***** Data for this exercise

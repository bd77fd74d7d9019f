//! Ranking of equally short relationship paths.
//!
//! Paths are ordered by `(length, blood_score, male_score)`, so among paths
//! of one length full blood beats half blood and, within that, male line
//! beats female line. The sort is stable: fully tied paths keep the order
//! the search discovered them in.

use crate::error::Result;
use crate::graph::FamilyGraph;
use crate::path::RelationshipPath;

/// Sorts paths best first.
pub fn get_shortest_paths(mut paths: Vec<RelationshipPath>) -> Vec<RelationshipPath> {
    paths.sort_by_key(RelationshipPath::sorting_key);
    paths
}

/// The ranked paths that tie with the best one.
pub fn preferred_paths(paths: Vec<RelationshipPath>) -> Vec<RelationshipPath> {
    let mut ranked = get_shortest_paths(paths);
    if let Some(best) = ranked.first().map(RelationshipPath::sorting_key) {
        ranked.retain(|p| p.sorting_key() == best);
    }
    ranked
}

impl FamilyGraph {
    /// Finds and ranks every shortest path between two individuals.
    pub fn shortest_paths(
        &self,
        start: &str,
        end: &str,
        max_depth: usize,
    ) -> Result<Vec<RelationshipPath>> {
        let paths = self.find_relationship_paths(start, end, max_depth)?;
        Ok(get_shortest_paths(paths))
    }
}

**********

From the entries above, copy every line containing the word "length".

//! Paths are ordered by `(length, blood_score, male_score)`, so among paths
//! of one length full blood beats half blood and, within that, male line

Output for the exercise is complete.